8 Questo racconto presenta Dio come un Pensatore, come un Parlatore e come il Creatore delle creature umane con cervelli nei loro crani. Prima che Dio parlasse, dicendo: “Facciamo l’uomo a nostra immagine, secondo la nostra somiglianza”, Dio pensò. Per pensare, dovette concepire nella mente parole che contenessero idee. Prima di fare qualsiasi creatura intelligente, pensava, non avendo bisogno della compagnia di nessun’altra creatura vivente. Non parlava a se stesso, benché pensasse con parole che rendevano idee. Quando, secondo Genesi 1:26, disse: “Facciamo”, non parlava a se stesso esprimendo la propria opinione personale. Egli parlava almeno a qualcun altro. Conforme al resto della Bibbia, quest’altra persona fu la sua prima creazione, una creazione celeste, il suo primo figlio spirituale, fatto direttamente da Dio senza alcun agente. Dio si propose di comunicare con questo Figlio. Dio lo creò dunque con la capacità di pensare e con ciò che debitamente l’accompagna, la capacità di parlare. Subito questo Figlio poté parlare, poté formulare parole e comporle in senso grammaticale. Così Dio creò la parola, creò il linguaggio, e, poiché il linguaggio richiede la grammatica, Egli creò la grammatica.

9. Come Dio impiegò poi questo Figlio, mostrando così ulteriormente d’essere il creatore del linguaggio e il massimo Grammatico?

9 Quale lingua Dio parlasse con questo Suo primo Figlio non lo sappiamo. (Riv. 3:14; Col. 1:15-18) Quindi per mezzo di questo Figlio, Dio creò altre creature spirituali, creature cherubiche, creature serafiche, angeli. Dio formò per loro il loro linguaggio originale, secondo le capacità di queste creature parlanti. Creò tutte le loro facoltà vocali, perché parlassero la loro lingua con appropriato stile grammaticale. Inventò per loro la loro grammatica. Dio è il massimo Grammatico. Queste creature spirituali comprendevano quando Dio parlava loro, e potevano rispondergli in maniera comprensibile. — Sal. 103:20.

10. (a) Quale lingua non elenca l’Accademia delle Lingue, e perché no? (b) Se l’apostolo Paolo avesse potuto parlare quelle lingue, che cosa avrebbe anche dovuto avere per non produrre semplicemente dei suoni?

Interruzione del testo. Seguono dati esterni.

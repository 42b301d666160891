use async_trait::async_trait;
use reqwest::{Client, StatusCode};
use serde_json::{json, Value};
use tracing::warn;

use navigator_core::domain::tool::{ToolInvocation, ToolName};

use super::{Tool, ToolCallError};

/// A collaborator reached over HTTP at `{base_url}/{tool_name}`.
#[derive(Clone, Debug)]
pub struct HttpTool {
    client: Client,
    endpoint: String,
    name: ToolName,
}

impl HttpTool {
    pub fn new(base_url: &str, name: ToolName) -> Self {
        Self::with_client(Client::new(), base_url, name)
    }

    pub fn with_client(client: Client, base_url: &str, name: ToolName) -> Self {
        let endpoint = format!("{}/{}", base_url.trim_end_matches('/'), name.as_str());
        Self { client, endpoint, name }
    }

    pub fn endpoint(&self) -> &str {
        &self.endpoint
    }
}

#[async_trait]
impl Tool for HttpTool {
    fn name(&self) -> ToolName {
        self.name
    }

    async fn execute(&self, invocation: &ToolInvocation) -> Result<Value, ToolCallError> {
        let body = json!({
            "invocation_id": invocation.id.0,
            "idempotency_key": invocation.idempotency_key.as_ref().map(|key| key.0.clone()),
            "arguments": invocation.arguments,
        });
        let mut request = self.client.post(&self.endpoint).json(&body);
        if let Some(key) = &invocation.idempotency_key {
            request = request.header("Idempotency-Key", key.0.as_str());
        }

        let response = request.send().await.map_err(map_send_error)?;
        let status = response.status();
        if status.is_server_error() {
            let message = response.text().await.unwrap_or_default();
            warn!(
                event_name = "tool.http.server_error",
                tool = %self.name,
                status = %status,
                "collaborator returned a server error"
            );
            return Err(ToolCallError::Server { status: status.as_u16(), message });
        }
        if status.is_client_error() {
            let message = response.text().await.unwrap_or_default();
            return Err(ToolCallError::Rejected(format!("{status}: {message}")));
        }

        let payload: Value = response
            .json()
            .await
            .map_err(|error| ToolCallError::Dropped(format!("unreadable response body: {error}")))?;
        if status == StatusCode::MULTI_STATUS {
            return Err(ToolCallError::Partial(payload));
        }
        Ok(payload)
    }
}

fn map_send_error(error: reqwest::Error) -> ToolCallError {
    if error.is_timeout() {
        ToolCallError::Timeout
    } else if error.is_connect() {
        ToolCallError::ConnectFailed(error.to_string())
    } else {
        ToolCallError::Dropped(error.to_string())
    }
}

10 Quell’elenco di lingue che è stato compilato dalla moderna Accademia delle Lingue non include nessuna lingua angelica, poiché gli uomini non l’hanno mai udita e non sanno a che cosa somigli. L’accademia può ridere di una tal cosa. Ma quell’uomo del primo secolo dalla ricca esperienza spirituale, il cristiano apostolo Paolo, parla della lingua angelica, quando scrive: “Se parlo le lingue degli uomini e degli angeli ma non ho amore, son divenuto un pezzo di rame risonante o un rimbombante cembalo”. (1 Cor. 13:1) Paolo sapeva parlare diverse lingue, almeno l’ebraico e il greco del primo secolo della nostra Èra Volgare. Non parlava nessuna lingua degli angeli, e senza dubbio non la sapeva parlare, perché gli angeli hanno facoltà vocali che vanno oltre la gamma dell’uomo. Ma anche se Paolo avesse potuto parlare la lingua degli angeli e tuttavia non avesse avuto santo amore come motivo per parlare e agire sarebbe stato come un risonante pezzo di rame o un rimbombante cembalo. Proprio come Satana il Diavolo e i suoi spirituali demoni che parlano la lingua degli angeli, ma non hanno nessun amore bensì provano odio omicida.

11. (a) In quale lingua parlò l’angelo di Dio con Abraamo, facendo quale promessa dopo il suo tentato sacrificio d’Isacco? (b) In quali lingue fu scritta la Bibbia, e dalla progenie di chi?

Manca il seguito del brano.